─── SOURCE RECORDS

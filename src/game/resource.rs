//! Bounded integer resources: hero stamina, gold, and enemy stamina.
//!
//! A pool holds `0 <= current <= max`. Spending is all-or-nothing, gains are
//! capped at `max`, and regeneration is applied in whole rounded chunks once
//! per `regen_interval` of accumulated time.
//!
//! # Regeneration
//!
//! ```text
//! timer += dt (only after `regen_delay` seconds without a spend/drain)
//! while timer >= interval and current < max:
//!     timer -= interval
//!     current += round(regen_rate)      (capped at max)
//! ```
//!
//! A full pool keeps its timer at zero, so a pool that was just spent from
//! waits a whole interval before its first regen chunk.

use std::fmt;

use serde::{Deserialize, Serialize};

use crate::error::{ensure_non_negative, CoreError, CoreResult};
use crate::game::EnemyId;

/// Smallest capacity `modify_max` can shrink a pool to.
pub const MIN_CAPACITY: u32 = 10;

/// Identifies which pool a change belongs to.
#[derive(Debug, Clone, Copy, PartialEq, Eq, Hash, Serialize, Deserialize)]
#[serde(rename_all = "snake_case")]
pub enum PoolId {
    /// The hero's stamina, paid per roll.
    Stamina,
    /// The hero's gold, paid per upgrade.
    Gold,
    /// An enemy's stamina, drained by strikes.
    Enemy(EnemyId),
}

impl fmt::Display for PoolId {
    fn fmt(&self, f: &mut fmt::Formatter<'_>) -> fmt::Result {
        match self {
            PoolId::Stamina => write!(f, "stamina"),
            PoolId::Gold => write!(f, "gold"),
            PoolId::Enemy(id) => write!(f, "enemy {id} stamina"),
        }
    }
}

/// Before/after values of a pool mutation.
#[derive(Debug, Clone, Copy, PartialEq, Eq, Serialize, Deserialize)]
pub struct ResourceChange {
    /// Pool that changed.
    pub pool: PoolId,
    /// Value before the mutation.
    pub old: u32,
    /// Value after the mutation.
    pub new: u32,
}

impl ResourceChange {
    /// Signed difference `new - old`.
    #[must_use]
    pub fn delta(&self) -> i64 {
        i64::from(self.new) - i64::from(self.old)
    }

    /// Whether the value actually moved.
    #[must_use]
    pub fn is_change(&self) -> bool {
        self.old != self.new
    }
}

/// A bounded integer resource with spend/gain/regen semantics.
#[derive(Debug, Clone, Copy, PartialEq)]
pub struct ResourcePool {
    id: PoolId,
    current: u32,
    max: u32,
    regen_rate: f64,
    regen_interval: f64,
    regen_delay: f64,
    regen_timer: f64,
    idle_time: f64,
}

impl ResourcePool {
    /// Create a full pool with no regeneration.
    #[must_use]
    pub fn new(id: PoolId, max: u32) -> Self {
        Self {
            id,
            current: max,
            max,
            regen_rate: 0.0,
            regen_interval: 1.0,
            regen_delay: 0.0,
            regen_timer: 0.0,
            idle_time: 0.0,
        }
    }

    /// Create a pool with no practical cap (gold).
    #[must_use]
    pub fn unbounded(id: PoolId, current: u32) -> Self {
        Self::new(id, u32::MAX).with_current(current)
    }

    /// Set the starting value, clamped to `max`.
    #[must_use]
    pub fn with_current(mut self, current: u32) -> Self {
        self.current = current.min(self.max);
        self
    }

    /// Enable regeneration of `rate` units every `interval` seconds.
    ///
    /// # Errors
    ///
    /// Returns [`CoreError::InvalidAmount`] for a negative or non-finite rate,
    /// and [`CoreError::InvalidConfiguration`] for a non-positive interval.
    pub fn with_regen(mut self, rate: f64, interval: f64) -> CoreResult<Self> {
        self.regen_rate = ensure_non_negative(rate)?;
        if !(interval.is_finite() && interval > 0.0) {
            return Err(CoreError::InvalidConfiguration(format!(
                "regen interval must be positive, got {interval}"
            )));
        }
        self.regen_interval = interval;
        Ok(self)
    }

    /// Pause regeneration for `delay` seconds after every spend or drain.
    ///
    /// # Errors
    ///
    /// Returns [`CoreError::InvalidAmount`] for a negative or non-finite delay.
    pub fn with_regen_delay(mut self, delay: f64) -> CoreResult<Self> {
        self.regen_delay = ensure_non_negative(delay)?;
        self.idle_time = self.regen_delay;
        Ok(self)
    }

    /// Pool identifier.
    #[must_use]
    pub const fn id(&self) -> PoolId {
        self.id
    }

    /// Current value.
    #[must_use]
    pub const fn current(&self) -> u32 {
        self.current
    }

    /// Capacity.
    #[must_use]
    pub const fn max(&self) -> u32 {
        self.max
    }

    /// Units restored per regen application.
    #[must_use]
    pub const fn regen_rate(&self) -> f64 {
        self.regen_rate
    }

    /// Seconds between regen applications.
    #[must_use]
    pub const fn regen_interval(&self) -> f64 {
        self.regen_interval
    }

    /// Seconds of quiet required after a spend before regen resumes.
    #[must_use]
    pub const fn regen_delay(&self) -> f64 {
        self.regen_delay
    }

    /// Whether the pool is at capacity.
    #[must_use]
    pub const fn is_full(&self) -> bool {
        self.current >= self.max
    }

    /// Whether the pool is empty.
    #[must_use]
    pub const fn is_empty(&self) -> bool {
        self.current == 0
    }

    /// Whether `amount` could be spent right now.
    #[must_use]
    pub const fn can_afford(&self, amount: u32) -> bool {
        self.current >= amount
    }

    /// Spend `amount`, or fail without touching the pool.
    ///
    /// # Errors
    ///
    /// Returns [`CoreError::InsufficientResource`] when `current < amount`.
    pub fn spend(&mut self, amount: u32) -> CoreResult<ResourceChange> {
        if !self.can_afford(amount) {
            return Err(CoreError::InsufficientResource {
                pool: self.id,
                required: amount,
                available: self.current,
            });
        }
        let old = self.current;
        self.current -= amount;
        self.idle_time = 0.0;
        Ok(self.change(old))
    }

    /// Add `amount`, capped at `max`.
    pub fn gain(&mut self, amount: u32) -> ResourceChange {
        let old = self.current;
        self.current = self.current.saturating_add(amount).min(self.max);
        self.change(old)
    }

    /// Remove up to `amount`, stopping at zero. Always succeeds.
    pub fn drain(&mut self, amount: u32) -> ResourceChange {
        let old = self.current;
        self.current = self.current.saturating_sub(amount);
        self.idle_time = 0.0;
        self.change(old)
    }

    /// Advance regeneration by `dt` seconds.
    ///
    /// Returns one change per regen application that moved the value.
    ///
    /// # Errors
    ///
    /// Returns [`CoreError::InvalidAmount`] for a negative or non-finite `dt`.
    pub fn tick(&mut self, dt: f64) -> CoreResult<Vec<ResourceChange>> {
        let dt = ensure_non_negative(dt)?;
        let mut changes = Vec::new();

        let before = self.idle_time;
        self.idle_time += dt;
        let effective = if before >= self.regen_delay {
            dt
        } else {
            (self.idle_time - self.regen_delay).max(0.0)
        };

        if self.is_full() {
            self.regen_timer = 0.0;
            return Ok(changes);
        }

        self.regen_timer += effective;
        let amount = self.regen_amount();
        while self.regen_timer >= self.regen_interval && !self.is_full() {
            if amount == 0 {
                self.regen_timer %= self.regen_interval;
                break;
            }
            self.regen_timer -= self.regen_interval;
            changes.push(self.gain(amount));
        }

        if self.is_full() {
            self.regen_timer = 0.0;
        }
        Ok(changes)
    }

    /// Change the capacity by `delta`, never shrinking below
    /// [`MIN_CAPACITY`]. A pool built smaller than the floor is never
    /// raised by a shrink, and `delta == 0` changes nothing.
    ///
    /// `current` is clamped to the new capacity. The returned change
    /// describes `current`.
    pub fn modify_max(&mut self, delta: i64) -> ResourceChange {
        let old = self.current;
        if delta == 0 {
            return self.change(old);
        }
        let floor = i64::from(MIN_CAPACITY.min(self.max));
        let target = (i64::from(self.max) + delta).clamp(floor, i64::from(u32::MAX));
        self.max = u32::try_from(target).unwrap_or(u32::MAX);
        self.current = self.current.min(self.max);
        self.change(old)
    }

    /// Change the regen rate by `delta`, never below zero.
    ///
    /// Returns the new rate.
    ///
    /// # Errors
    ///
    /// Returns [`CoreError::InvalidAmount`] for a non-finite delta.
    pub fn modify_regen_rate(&mut self, delta: f64) -> CoreResult<f64> {
        if !delta.is_finite() {
            return Err(CoreError::InvalidAmount(delta));
        }
        self.regen_rate = (self.regen_rate + delta).max(0.0);
        Ok(self.regen_rate)
    }

    /// Whole units one regen application restores.
    #[allow(clippy::cast_possible_truncation, clippy::cast_sign_loss)]
    fn regen_amount(&self) -> u32 {
        self.regen_rate.round_ties_even() as u32
    }

    fn change(&self, old: u32) -> ResourceChange {
        ResourceChange {
            pool: self.id,
            old,
            new: self.current,
        }
    }
}
//! Run command implementation.

use super::output::{format_text, JsonSimResult};
use super::{resolve_config, seed_or_clock, CliError, OutputFormat};
use dicewalk::game::EventLog;
use dicewalk::sim::{run_session_logged, Recording, SimResult};
use std::path::Path;

/// Execute the run command.
///
/// # Errors
///
/// Returns an error if the config is invalid or the session fails.
pub(crate) fn execute(
    config: Option<&Path>,
    seed: Option<u64>,
    turns: Option<u32>,
    max_time: Option<f64>,
    format: OutputFormat,
    save: Option<&Path>,
    quiet: bool,
) -> Result<(), CliError> {
    let config = resolve_config(config, turns, max_time)?;
    let seed = seed_or_clock(seed);
    let chatty = !quiet && format == OutputFormat::Text;

    if chatty {
        println!("Running session with seed {seed}...");
        println!();
    }

    let (result, log) = run_session_logged(seed, &config)?;

    if let Some(save_path) = save {
        Recording::new(seed, config)
            .save(save_path)
            .map_err(|e| CliError::new(format!("Failed to save recording: {e}")))?;
        if chatty {
            println!("Recording saved to: {}", save_path.display());
            println!();
        }
    }

    print_result(&result, &log, format)
}

/// Print a finished session in the requested format.
pub(super) fn print_result(
    result: &SimResult,
    log: &EventLog,
    format: OutputFormat,
) -> Result<(), CliError> {
    match format {
        OutputFormat::Text => {
            print!("{}", format_text(result));
        }
        OutputFormat::Json => {
            let json_result = JsonSimResult::from_sim_result(result);
            let json = serde_json::to_string_pretty(&json_result)
                .map_err(|e| CliError::new(format!("JSON serialization failed: {e}")))?;
            println!("{json}");
        }
        OutputFormat::Events => {
            let lines = log
                .to_json_lines()
                .map_err(|e| CliError::new(format!("JSON serialization failed: {e}")))?;
            print!("{lines}");
        }
    }
    Ok(())
}
//! Config validation command implementation.

use super::{read_config, CliError};
use dicewalk::game::{ConfigError, Session};
use std::path::Path;

/// Execute the validate command.
///
/// # Errors
///
/// Returns an error if the file cannot be read, parsed or fails a check.
pub(crate) fn execute(config: &Path) -> Result<(), CliError> {
    println!("Validating: {}", config.display());
    println!();

    let loaded = match read_config(config) {
        Ok(loaded) => loaded,
        Err(e) => {
            print_check("File readable", !matches!(e, ConfigError::Io(_)));
            let parsed = !matches!(e, ConfigError::Io(_) | ConfigError::Parse(_));
            print_check("JSON well-formed", parsed);
            print_check("Rules consistent", false);
            return Err(e.into());
        }
    };
    print_check("File readable", true);
    print_check("JSON well-formed", true);
    print_check("Rules consistent", true);

    let session = Session::new(loaded.session.clone(), 0)
        .map_err(|e| CliError::new(format!("Session construction failed: {e}")))?;
    print_check("Session starts", true);

    let rules = session.config();
    println!();
    println!("Summary:");
    println!("  Path nodes:     {}", session.walker().path().len());
    println!("  Dice:           {}", rules.dice_count);
    println!("  Roll cost:      {} of {} stamina", rules.roll_cost, rules.stamina_max);
    println!("  Starting gold:  {}", rules.starting_gold);
    println!(
        "  Upgrade cost:   {} (+{} per upgrade)",
        rules.upgrade_cost, rules.upgrade_cost_increment
    );
    println!("  Max turns:      {}", loaded.max_turns);
    println!("  Max time:       {:.0}s", loaded.max_time);
    println!();
    println!("Validation successful!");

    Ok(())
}

fn print_check(name: &str, ok: bool) {
    let status = if ok { "OK" } else { "FAILED" };
    println!("  {name:<20} {status}");
}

──────

WHAT THE TASK ASKS —
Quote, with nothing altered, all lines from the start of the entries to the line that carries "Hash, Serialize, Deserialize)]", inclusive.

SOLUTION TO THIS PROBLEM —
filename src/game/resource.rs
//! Bounded integer resources: hero stamina, gold, and enemy stamina.
//!
//! A pool holds `0 <= current <= max`. Spending is all-or-nothing, gains are
//! capped at `max`, and regeneration is applied in whole rounded chunks once
//! per `regen_interval` of accumulated time.
//!
//! # Regeneration
//!
//! ```text
//! timer += dt (only after `regen_delay` seconds without a spend/drain)
//! while timer >= interval and current < max:
//!     timer -= interval
//!     current += round(regen_rate)      (capped at max)
//! ```
//!
//! A full pool keeps its timer at zero, so a pool that was just spent from
//! waits a whole interval before its first regen chunk.

use std::fmt;

use serde::{Deserialize, Serialize};

use crate::error::{ensure_non_negative, CoreError, CoreResult};
use crate::game::EnemyId;

/// Smallest capacity `modify_max` can shrink a pool to.
pub const MIN_CAPACITY: u32 = 10;

/// Identifies which pool a change belongs to.
#[derive(Debug, Clone, Copy, PartialEq, Eq, Hash, Serialize, Deserialize)]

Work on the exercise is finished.